• DATASET ENTRIES:
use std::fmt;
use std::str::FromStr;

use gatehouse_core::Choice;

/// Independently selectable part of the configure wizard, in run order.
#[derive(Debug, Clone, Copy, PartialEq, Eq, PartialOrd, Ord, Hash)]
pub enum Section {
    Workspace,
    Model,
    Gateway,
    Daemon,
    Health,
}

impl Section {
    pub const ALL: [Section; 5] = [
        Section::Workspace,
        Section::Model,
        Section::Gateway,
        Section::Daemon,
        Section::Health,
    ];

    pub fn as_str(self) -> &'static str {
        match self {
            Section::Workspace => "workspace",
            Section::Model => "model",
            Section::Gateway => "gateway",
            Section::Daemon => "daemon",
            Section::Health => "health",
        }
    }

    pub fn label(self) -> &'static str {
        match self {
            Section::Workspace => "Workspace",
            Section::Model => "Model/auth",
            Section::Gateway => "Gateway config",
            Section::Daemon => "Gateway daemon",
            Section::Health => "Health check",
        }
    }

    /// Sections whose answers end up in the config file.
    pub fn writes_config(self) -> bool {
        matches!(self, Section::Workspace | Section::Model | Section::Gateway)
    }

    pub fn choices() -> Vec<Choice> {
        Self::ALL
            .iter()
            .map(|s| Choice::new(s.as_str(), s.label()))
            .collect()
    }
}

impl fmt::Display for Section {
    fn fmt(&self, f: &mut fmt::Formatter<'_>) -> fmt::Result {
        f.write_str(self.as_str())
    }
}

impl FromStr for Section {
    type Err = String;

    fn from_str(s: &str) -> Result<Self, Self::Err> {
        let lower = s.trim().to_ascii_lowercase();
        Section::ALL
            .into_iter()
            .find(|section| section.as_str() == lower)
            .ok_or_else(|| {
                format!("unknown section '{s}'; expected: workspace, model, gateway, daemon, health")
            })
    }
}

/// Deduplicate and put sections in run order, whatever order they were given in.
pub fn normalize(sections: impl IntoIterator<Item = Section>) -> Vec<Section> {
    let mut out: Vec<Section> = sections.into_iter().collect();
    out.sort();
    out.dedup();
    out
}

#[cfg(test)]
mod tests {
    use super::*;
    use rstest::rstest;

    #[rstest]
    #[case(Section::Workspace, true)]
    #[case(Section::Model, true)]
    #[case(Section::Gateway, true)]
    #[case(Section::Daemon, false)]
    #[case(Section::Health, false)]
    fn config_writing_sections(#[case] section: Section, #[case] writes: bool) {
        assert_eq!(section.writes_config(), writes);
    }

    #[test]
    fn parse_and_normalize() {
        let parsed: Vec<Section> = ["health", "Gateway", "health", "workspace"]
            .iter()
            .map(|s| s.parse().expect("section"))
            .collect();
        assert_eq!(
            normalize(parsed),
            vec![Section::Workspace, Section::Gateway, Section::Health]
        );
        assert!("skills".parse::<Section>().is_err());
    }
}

• PROBLEM TO SOLVE:
Word for word, repeat the records above.

• RESPONSE TO THIS TASK:
use std::fmt;
use std::str::FromStr;

use gatehouse_core::Choice;

/// Independently selectable part of the configure wizard, in run order.
#[derive(Debug, Clone, Copy, PartialEq, Eq, PartialOrd, Ord, Hash)]
pub enum Section {
    Workspace,
    Model,
    Gateway,
    Daemon,
    Health,
}

impl Section {
    pub const ALL: [Section; 5] = [
        Section::Workspace,
        Section::Model,
        Section::Gateway,
        Section::Daemon,
        Section::Health,
    ];

    pub fn as_str(self) -> &'static str {
        match self {
            Section::Workspace => "workspace",
            Section::Model => "model",
            Section::Gateway => "gateway",
            Section::Daemon => "daemon",
            Section::Health => "health",
        }
    }

    pub fn label(self) -> &'static str {
        match self {
            Section::Workspace => "Workspace",
            Section::Model => "Model/auth",
            Section::Gateway => "Gateway config",
            Section::Daemon => "Gateway daemon",
            Section::Health => "Health check",
        }
    }

    /// Sections whose answers end up in the config file.
    pub fn writes_config(self) -> bool {
        matches!(self, Section::Workspace | Section::Model | Section::Gateway)
    }

    pub fn choices() -> Vec<Choice> {
        Self::ALL
            .iter()
            .map(|s| Choice::new(s.as_str(), s.label()))
            .collect()
    }
}

impl fmt::Display for Section {
    fn fmt(&self, f: &mut fmt::Formatter<'_>) -> fmt::Result {
        f.write_str(self.as_str())
    }
}

impl FromStr for Section {
    type Err = String;

    fn from_str(s: &str) -> Result<Self, Self::Err> {
        let lower = s.trim().to_ascii_lowercase();
        Section::ALL
            .into_iter()
            .find(|section| section.as_str() == lower)
            .ok_or_else(|| {
                format!("unknown section '{s}'; expected: workspace, model, gateway, daemon, health")
            })
    }
}

/// Deduplicate and put sections in run order, whatever order they were given in.
pub fn normalize(sections: impl IntoIterator<Item = Section>) -> Vec<Section> {
    let mut out: Vec<Section> = sections.into_iter().collect();
    out.sort();
    out.dedup();
    out
}

#[cfg(test)]
mod tests {
    use super::*;
    use rstest::rstest;

    #[rstest]
    #[case(Section::Workspace, true)]
    #[case(Section::Model, true)]
    #[case(Section::Gateway, true)]
    #[case(Section::Daemon, false)]
    #[case(Section::Health, false)]
    fn config_writing_sections(#[case] section: Section, #[case] writes: bool) {
        assert_eq!(section.writes_config(), writes);
    }

    #[test]
    fn parse_and_normalize() {
        let parsed: Vec<Section> = ["health", "Gateway", "health", "workspace"]
            .iter()
            .map(|s| s.parse().expect("section"))
            .collect();
        assert_eq!(
            normalize(parsed),
            vec![Section::Workspace, Section::Gateway, Section::Health]
        );
        assert!("skills".parse::<Section>().is_err());
    }
}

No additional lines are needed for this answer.